Another man who identified himself only as Joel said he was stopped by police while walking down Church Street at 1 am.
“I’m 54,” he said. “I’m too tired to run. … He said, ‘Where you coming from?’ I said, ‘Back there.’ He said, ‘Where are you going?’ I said, ‘Down there.’ He said, ‘Well, we’ve had robberies.’ I said, ‘Congratulations. Did you catch them?’ He said, ‘We want to make sure people are where they are supposed to be.’ I said, ‘Did you pass Ponce and Church? Did you see all the drunk white people standing in front of Leon’s?'”
Joel said at one point he asked a Decatur official if there were two sets of laws in the city: one for white people and one for black people.
Decatur’s gentrification process has brought a new wave of affluent, white residents to looking to live in a good school district. There has also been a heightened awareness of crime in the city. Over the March 29 weekend there were two robberies. Police officers recite the mantra to all residents: If you see something suspicious, you’re supposed to “say something” to police.
Decaturish asked Decatur Police Sgt. Jennifer Ross about this in August. Ross, the police department’s public information officer, said that police want residents to focus on behavior, not skin color. Is there a car backing into your neighbor’s driveway that you don’t recognize? Is there a vehicle that you don’t recognize that keeps circling the block? That is the “something” that police want residents to “say something” about, Ross said.

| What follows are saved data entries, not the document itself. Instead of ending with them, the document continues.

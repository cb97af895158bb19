// ==========================================
// 便利店智能补货系统 - 仓储层错误类型
// ==========================================
// 依据: Rust 错误处理最佳实践
// 工具: thiserror 派生宏
// ==========================================

use thiserror::Error;

/// 仓储层错误类型
#[derive(Error, Debug)]
pub enum RepositoryError {
    // ===== 数据库错误 =====
    #[error("记录未找到: {entity} with id={id}")]
    NotFound { entity: String, id: String },

    #[error("数据库连接失败: {0}")]
    DatabaseConnectionError(String),

    #[error("数据库锁获取失败: {0}")]
    LockError(String),

    #[error("数据库事务失败: {0}")]
    DatabaseTransactionError(String),

    #[error("数据库查询失败: {0}")]
    DatabaseQueryError(String),

    #[error("唯一约束违反: {0}")]
    UniqueConstraintViolation(String),

    #[error("外键约束违反: {0}")]
    ForeignKeyViolation(String),

    // ===== 数据质量错误 =====
    #[error("数据验证失败: {0}")]
    ValidationError(String),

    #[error("字段值错误 (field={field}): {message}")]
    FieldValueError { field: String, message: String },

    // ===== 通用错误 =====
    #[error("内部错误: {0}")]
    InternalError(String),

    #[error(transparent)]
    Other(#[from] anyhow::Error),
}

// 实现 From<rusqlite::Error>
impl From<rusqlite::Error> for RepositoryError {
    fn from(err: rusqlite::Error) -> Self {
        match err {
            rusqlite::Error::SqliteFailure(_, Some(msg)) => {
                if msg.contains("UNIQUE") {
                    RepositoryError::UniqueConstraintViolation(msg)
                } else if msg.contains("FOREIGN KEY") {
                    RepositoryError::ForeignKeyViolation(msg)
                } else {
                    RepositoryError::DatabaseQueryError(msg)
                }
            }
            rusqlite::Error::QueryReturnedNoRows => RepositoryError::NotFound {
                entity: "Unknown".to_string(),
                id: "Unknown".to_string(),
            },
            _ => RepositoryError::DatabaseQueryError(err.to_string()),
        }
    }
}

/// Result 类型别名
pub type RepositoryResult<T> = Result<T, RepositoryError>;
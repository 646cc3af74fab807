//! beacon-cli - record Groth16-verified beacon randomness
//!
//! Encodes snarkjs proofs for the verifier, computes beacon rounds, and
//! verifies proofs into a local round ledger.

mod commands;
mod config;

use anyhow::Result;
use clap::{Args, Parser, Subcommand};
use commands::{encode, randomness, record, round, verify};
use console::style;
use std::path::PathBuf;

/// CLI for recording verified beacon randomness
#[derive(Parser)]
#[command(name = "beacon-cli")]
#[command(author, version, about, long_about = None)]
#[command(propagate_version = true)]
struct Cli {
    #[command(subcommand)]
    command: Commands,
}

/// Common options shared across commands
#[derive(Args, Clone)]
pub struct CommonArgs {
    /// Beacon network (built-in preset or a [beacons.<name>] config entry)
    #[arg(short, long, env = "BEACON_NETWORK")]
    pub beacon: Option<String>,

    /// Path to the round ledger file
    #[arg(short, long, env = "BEACON_LEDGER")]
    pub ledger: Option<PathBuf>,

    /// Path to the snarkjs verification_key.json
    #[arg(long, env = "BEACON_VK")]
    pub vk: Option<PathBuf>,

    /// Rounds ahead of the current round still accepted
    #[arg(long, env = "BEACON_MAX_FUTURE_ROUNDS")]
    pub max_future_rounds: Option<u64>,

    /// Oldest accepted round, in rounds behind the current one
    #[arg(long, env = "BEACON_MAX_LOOKBACK")]
    pub max_lookback: Option<u64>,

    /// Output format (human, json)
    #[arg(long, default_value = "human")]
    pub output: OutputFormat,

    /// Quiet mode (minimal output)
    #[arg(short, long)]
    pub quiet: bool,
}

#[derive(Clone, Copy, PartialEq, Eq, clap::ValueEnum)]
pub enum OutputFormat {
    Human,
    Json,
}

#[derive(Subcommand)]
enum Commands {
    /// Convert snarkjs proof.json/public.json into verifier arguments
    Encode(encode::EncodeArgs),

    /// Show the current round or the time of a given round
    Round(round::RoundArgs),

    /// Check a proof without recording it
    Verify(verify::VerifyArgs),

    /// Verify a proof and record its round randomness
    Record(record::RecordArgs),

    /// Look up recorded randomness
    Randomness(randomness::RandomnessArgs),
}

fn main() -> Result<()> {
    // Initialize logging
    env_logger::Builder::from_env(env_logger::Env::default().default_filter_or("info"))
        .format_timestamp(None)
        .format_target(false)
        .init();

    let cli = Cli::parse();

    let result = match cli.command {
        Commands::Encode(args) => {
            let config = config::Config::load(&args.common)?;
            encode::run(&config, args)
        }
        Commands::Round(args) => {
            let config = config::Config::load(&args.common)?;
            round::run(&config, args)
        }
        Commands::Verify(args) => {
            let config = config::Config::load(&args.common)?;
            verify::run(&config, args)
        }
        Commands::Record(args) => {
            let config = config::Config::load(&args.common)?;
            record::run(&config, args)
        }
        Commands::Randomness(args) => {
            let config = config::Config::load(&args.common)?;
            randomness::run(&config, args)
        }
    };

    // Handle errors nicely
    if let Err(e) = result {
        eprintln!("{} {:#}", style("Error:").red().bold(), e);
        std::process::exit(1);
    }

    Ok(())
}
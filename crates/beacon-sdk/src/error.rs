//! Error types for the beacon SDK

use beacon_core::{BeaconError, Bn254Error, CodecError};
use std::path::PathBuf;
use thiserror::Error;

/// Errors that can occur while loading artifacts or recording rounds
#[derive(Error, Debug)]
pub enum SdkError {
    #[error("Failed to read {path:?}: {source}")]
    Io {
        path: PathBuf,
        #[source]
        source: std::io::Error,
    },

    #[error("Invalid JSON in {path:?}: {source}")]
    Json {
        path: PathBuf,
        #[source]
        source: serde_json::Error,
    },

    #[error("Malformed snarkjs artifact: {0}")]
    Artifact(String),

    #[error("Invalid field element: {0}")]
    Codec(#[from] CodecError),

    #[error("Invalid verifying key: {0}")]
    VerifyingKey(#[from] Bn254Error),

    #[error("Unknown beacon preset: {0}")]
    UnknownPreset(String),

    #[error(transparent)]
    Beacon(#[from] BeaconError),
}

impl SdkError {
    pub(crate) fn io(path: impl Into<PathBuf>, source: std::io::Error) -> Self {
        Self::Io {
            path: path.into(),
            source,
        }
    }

    pub(crate) fn json(path: impl Into<PathBuf>, source: serde_json::Error) -> Self {
        Self::Json {
            path: path.into(),
            source,
        }
    }
}

pub type Result<T> = std::result::Result<T, SdkError>;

Decatur Police regularly undergo racial sensitivity training, according to the department. Denard said he doesn’t think the training has helped police officers make sound decisions about who to question and why.
“Apparently that training is not adequate,” he said.
The meeting ended with some of those in attendance agreeing to join a working group to develop a document to present to the City Commission. Denard hopes to create a citizens’ oversight committee to ensure that policing in the city is fair to all residents. One specific solution he suggested was for police officers to gather all data about individuals they stop, including statistics like race and gender.
“We want them to file data on every report for all stops that they make,” Denard said. “They say if you want to manage something, you measure it. They probably will not want to do that. We want them to track the stops that they make, indicate what the ethnic background, age and gender was. We’d want them to review it with this community council, this community coalition.”
Editor’s note: An earlier version of this story incorrectly identified one of the speakers in some of the quotes. This story has been updated to reflect the correct information.